The main sources of knowledge for this notebook are:
1. [https://christophm.github.io/interpretable-ml-book/](https://christophm.github.io/interpretable-ml-book/)
2. [https://en.wikipedia.org/wiki/Shapley_value](https://en.wikipedia.org/wiki/Shapley_value)

**For the readability I hide some lines of code, please uncover it if desired.**

# 1.Data preparation

This is the regular step performed before modeling. I aim on loading the data, checking and cleaning. 

**1.1.Libraries**

First I choose some libraries which can be useful:

In [None]:
import numpy as np
from numpy.random import seed
import pandas as pd 
import matplotlib
import seaborn as sns
import holoviews as hv
import matplotlib.pyplot as plt
import mpl_toolkits.mplot3d.axes3d as p3

import nltk
from nltk.stem import PorterStemmer, WordNetLemmatizer
from nltk.tokenize import sent_tokenize, word_tokenize
from nltk.corpus import stopwords

from sklearn.decomposition import TruncatedSVD
from sklearn.metrics import mean_squared_error
from sklearn.linear_model import LinearRegression
from sklearn.ensemble import RandomForestRegressor
from sklearn.pipeline import Pipeline
import xgboost as xgb

from keras import Sequential
from keras.layers import Dense
from sklearn.model_selection import train_test_split
import tensorflow as tf
import os
import collections

import shap

shap.initjs()

RandomState = 123
seed(RandomState)
tf.random.set_seed(RandomState)

print('Libraries correctly loaded')

**1.2.Data cleaning**

Second, include the data:

In [None]:
df_path = "../input/us-airbnb-open-data/AB_US_2020.csv"
usecols=['id','name','latitude','longitude','room_type','price','minimum_nights','number_of_reviews',
         'last_review','reviews_per_month','calculated_host_listings_count','availability_365','city']

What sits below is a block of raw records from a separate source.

//! Job dispatch.
//!
//! [`DispatchRequest`] validates the inbound shape, [`Dispatcher`] fans the
//! resulting [`JobBatch`] out to the Analyzer.

pub mod dispatcher;
pub mod request;

pub use dispatcher::{derive_callback_url, parse_callback_base, Dispatcher, DEFAULT_POOL_SIZE};
pub use request::{DispatchRequest, JobBatch};
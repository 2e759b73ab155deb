//! Write-time timestamps.

use chrono::{DateTime, Duration, Utc};
use std::sync::Mutex;

/// Hands out strictly increasing UTC timestamps.
///
/// When the wall clock has not moved past the previous value (or moved
/// backwards), the previous value plus one microsecond is returned instead.
#[derive(Debug, Default)]
pub struct MonotonicClock {
    last: Mutex<Option<DateTime<Utc>>>,
}

impl MonotonicClock {
    pub fn new() -> Self {
        Self::default()
    }

    pub fn now(&self) -> DateTime<Utc> {
        self.next_after(Utc::now())
    }

    fn next_after(&self, wall: DateTime<Utc>) -> DateTime<Utc> {
        let mut last = self.last.lock().unwrap_or_else(|poisoned| poisoned.into_inner());

        let next = match *last {
            Some(previous) if wall <= previous => previous + Duration::microseconds(1),
            _ => wall,
        };

        *last = Some(next);
        next
    }
}

#[cfg(test)]
mod tests {
    use super::*;
    use chrono::TimeZone;

    #[test]
    fn test_now_is_strictly_increasing() {
        let clock = MonotonicClock::new();
        let mut previous = clock.now();
        for _ in 0..10_000 {
            let next = clock.now();
            assert!(next > previous);
            previous = next;
        }
    }

    #[test]
    fn test_wall_clock_regression_is_bumped() {
        let clock = MonotonicClock::new();
        let t = Utc.with_ymd_and_hms(2025, 1, 1, 0, 0, 0).unwrap();

        assert_eq!(clock.next_after(t), t);
        assert_eq!(clock.next_after(t), t + Duration::microseconds(1));
        assert_eq!(
            clock.next_after(t - Duration::seconds(5)),
            t + Duration::microseconds(2)
        );
        let later = t + Duration::seconds(1);
        assert_eq!(clock.next_after(later), later);
    }
}
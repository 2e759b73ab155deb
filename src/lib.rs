//! MediaDispatch - dispatch media analysis jobs to an Analyzer and
//! correlate the results it reports back.
//!
//! The [`dispatch`] module fans jobs out synchronously or asynchronously,
//! [`invoker`] talks to the Analyzer, and [`ingest`] receives callbacks and
//! writes them to a [`store`].

pub mod api;
pub mod cli;
pub mod config;
pub mod dispatch;
pub mod error;
pub mod ids;
pub mod ingest;
pub mod invoker;
pub mod models;
pub mod report;
pub mod state;
pub mod store;
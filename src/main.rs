//! MediaDispatch - dispatch media analysis jobs and correlate their results
//!
//! Runs the dispatch and callback HTTP surfaces, or performs a one-shot
//! dispatch or store query from the command line.
//!
//! Exit codes:
//!   0 - Success
//!   1 - Runtime error (configuration, bind failure, store corruption, etc.)
//!   2 - A dispatched task failed and --fail-on-error was set

use anyhow::{bail, Context, Result};
use mediadispatch::{
    api,
    cli::{Args, Command, DispatchArgs, OutputFormat, QueryArgs},
    config::{Config, StoreBackend, DEFAULT_CONFIG_FILE},
    dispatch::Dispatcher,
    ingest::CallbackService,
    report,
    state::AppState,
    store::{JsonlResultStore, MemoryResultStore, ResultStore},
};
use std::sync::Arc;
use tracing::{debug, error, info, warn};
use tracing_subscriber::{EnvFilter, FmtSubscriber};

#[tokio::main]
async fn main() -> Result<()> {
    // Parse command-line arguments
    let args = Args::parse_args();

    // Validate arguments
    if let Err(e) = args.validate() {
        eprintln!("Error: {}", e);
        std::process::exit(1);
    }

    // Handle --init-config early (no logging needed)
    if args.init_config {
        return handle_init_config();
    }

    init_logging(&args);

    info!("MediaDispatch v{}", env!("CARGO_PKG_VERSION"));
    debug!("Arguments: {:?}", args);

    match run(args).await {
        Ok(exit_code) => std::process::exit(exit_code),
        Err(e) => {
            error!("{:#}", e);
            eprintln!("\n❌ Error: {:#}", e);
            std::process::exit(1);
        }
    }
}

/// Handle --init-config: generate a default .mediadispatch.toml.
fn handle_init_config() -> Result<()> {
    let path = std::path::Path::new(DEFAULT_CONFIG_FILE);

    if path.exists() {
        eprintln!(
            "⚠️  {} already exists. Remove it first or edit it manually.",
            DEFAULT_CONFIG_FILE
        );
        std::process::exit(1);
    }

    let content = Config::default_toml();
    std::fs::write(path, &content)
        .with_context(|| format!("Failed to write {}", DEFAULT_CONFIG_FILE))?;

    println!("✅ Created {} with default settings.", DEFAULT_CONFIG_FILE);
    println!("   Set [analyzer] endpoint before dispatching.");
    Ok(())
}

/// Initialize logging. `RUST_LOG` wins over the verbosity flags.
fn init_logging(args: &Args) {
    let filter = EnvFilter::try_from_default_env()
        .unwrap_or_else(|_| EnvFilter::new(args.log_level().to_string().to_lowercase()));

    let subscriber = FmtSubscriber::builder()
        .with_env_filter(filter)
        .with_target(false)
        .with_thread_ids(false)
        .with_file(false)
        .with_line_number(false)
        .compact()
        .finish();

    if let Err(e) = tracing::subscriber::set_global_default(subscriber) {
        eprintln!("Failed to set tracing subscriber: {}", e);
    }
}

async fn run(args: Args) -> Result<i32> {
    let mut config = load_config(&args)?;
    config.merge_with_args(&args);

    match args.command {
        Some(Command::Serve(_)) => serve(config).await,
        Some(Command::Dispatch(ref dispatch)) => run_dispatch(&config, dispatch).await,
        Some(Command::Query(ref query)) => run_query(&config, query).await,
        None => bail!("A command is required: serve, dispatch or query"),
    }
}

/// Load configuration from file or use defaults.
fn load_config(args: &Args) -> Result<Config> {
    // Try explicit config path
    if let Some(ref config_path) = args.config {
        info!("Loading config from: {}", config_path.display());
        return Config::load(config_path);
    }

    // Try default location
    match Config::load_default() {
        Ok(Some(config)) => {
            info!("Loaded default config from {}", DEFAULT_CONFIG_FILE);
            Ok(config)
        }
        Ok(None) => {
            debug!("No config file found, using defaults");
            Ok(Config::default())
        }
        Err(e) => {
            warn!("Failed to load config: {:#}", e);
            Ok(Config::default())
        }
    }
}

async fn open_store(config: &Config) -> Result<Arc<dyn ResultStore>> {
    let store: Arc<dyn ResultStore> = match config.store.backend {
        StoreBackend::Memory => {
            info!("Using in-memory result store");
            Arc::new(MemoryResultStore::new())
        }
        StoreBackend::Jsonl => {
            let store = JsonlResultStore::open(&config.store.path)
                .await
                .with_context(|| {
                    format!("Failed to open result store {}", config.store.path.display())
                })?;
            Arc::new(store)
        }
    };
    Ok(store)
}

/// Run the HTTP surfaces until the process is stopped.
async fn serve(config: Config) -> Result<i32> {
    let dispatcher = Dispatcher::from_config(&config.analyzer)?;
    let store = open_store(&config).await?;
    let callbacks = CallbackService::with_config(store, &config.callbacks, config.store.stats_policy);

    let app = api::router(AppState::new(dispatcher, callbacks));

    let addr = format!("{}:{}", config.server.host, config.server.port);
    let listener = tokio::net::TcpListener::bind(&addr)
        .await
        .with_context(|| format!("Failed to bind {}", addr))?;

    info!("MediaDispatch listening on {}", addr);
    info!("Endpoints:");
    info!("  - POST     /dispatch");
    info!("  - POST|PUT /callback/:task_id");
    info!("  - GET      /callback/:task_id");
    info!("  - GET      /callback/batch/:batch_id");
    info!("  - GET      /health");

    axum::serve(listener, app).await.context("Server error")?;

    Ok(0)
}

/// One-shot dispatch. Returns exit code 0 or 2.
async fn run_dispatch(config: &Config, args: &DispatchArgs) -> Result<i32> {
    let dispatcher = Dispatcher::from_config(&config.analyzer)?;
    let batch = args.to_request().into_batch()?;

    println!(
        "🚀 Dispatching {} file(s) to {}",
        batch.jobs.len(),
        config.analyzer.endpoint.as_deref().unwrap_or("<unset>")
    );

    let response = dispatcher.dispatch(batch).await?;

    let output = match args.format {
        OutputFormat::Json => report::generate_json_report(&response)?,
        OutputFormat::Markdown => report::generate_markdown_report(&response),
    };

    match args.output {
        Some(ref path) => {
            std::fs::write(path, &output)
                .with_context(|| format!("Failed to write report to {}", path.display()))?;
            println!("✅ Report saved to: {}", path.display());
        }
        None => println!("{}", output),
    }

    let failed = response.failed();
    if args.fail_on_error && failed > 0 {
        eprintln!(
            "\n⛔ {} task(s) in batch {} failed. Failing (exit code 2).",
            failed,
            response.batch_id()
        );
        return Ok(2);
    }

    Ok(0)
}

/// Print stored records from a JSON-lines store.
async fn run_query(config: &Config, args: &QueryArgs) -> Result<i32> {
    let path = &config.store.path;
    if !path.exists() {
        bail!("Result store {} does not exist", path.display());
    }

    let store = JsonlResultStore::open(path)
        .await
        .with_context(|| format!("Failed to open result store {}", path.display()))?;
    let policy = args.stats_policy.unwrap_or(config.store.stats_policy);
    let service = CallbackService::with_config(Arc::new(store), &config.callbacks, policy);

    let output = match (&args.task, &args.batch) {
        (Some(task_id), _) => {
            report::generate_json_report(&service.task_results(task_id, args.limit).await?)?
        }
        (None, Some(batch_id)) => {
            report::generate_json_report(&service.batch_results(batch_id).await?)?
        }
        (None, None) => bail!("Either --task or --batch is required"),
    };

    println!("{}", output);
    Ok(0)
}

df = pd.read_csv(df_path,usecols=usecols,index_col='id')

print('Number of rows: '+ format(df.shape[0]) +', number of features: '+ format(df.shape[1]))

In [None]:
df.head(5)

In [None]:
Missing_Percentage = (df.isnull().sum()).sum()/np.product(df.shape)*100
print("The number of missing entries before cleaning: " + str(round(Missing_Percentage,5)) + " %")

In [None]:
df.info()

Some corrections:

In [None]:
df['name'] = df['name'].fillna('')
df['last_review'] = df['last_review'].fillna('01/01/00')
df['reviews_per_month'] = df['reviews_per_month'].fillna(0)

In [None]:
df.info()

The data is cleaned. Let's define states' variable:

In [None]:
states_dic = {'Asheville':'NC','Austin':'TX','Boston':'MA','Broward County':'FL','Cambridge':'MA','Chicago':'IL','Clark County':'NV','Columbus':'OH','Denver':'CO','Hawaii':'HI','Jersey City':'NJ',
             'Los Angeles':'SC','Nashville':'TN','New Orleans':'MS','New York City':'NY','Oakland':'CA','Pacific Grove':'CA','Portland':'OR','Rhode Island':'RI','Salem':'MA','San Clara Country':'CA',
             'Santa Cruz County':'CA','San Diego':'CA','San Francisco':'CA','San Mateo County':'CA','Seattle':'WA','Twin Cities MSA':'MN','Washington D.C.':'DC'}

df['state'] = df['city'].apply(lambda x : states_dic[x])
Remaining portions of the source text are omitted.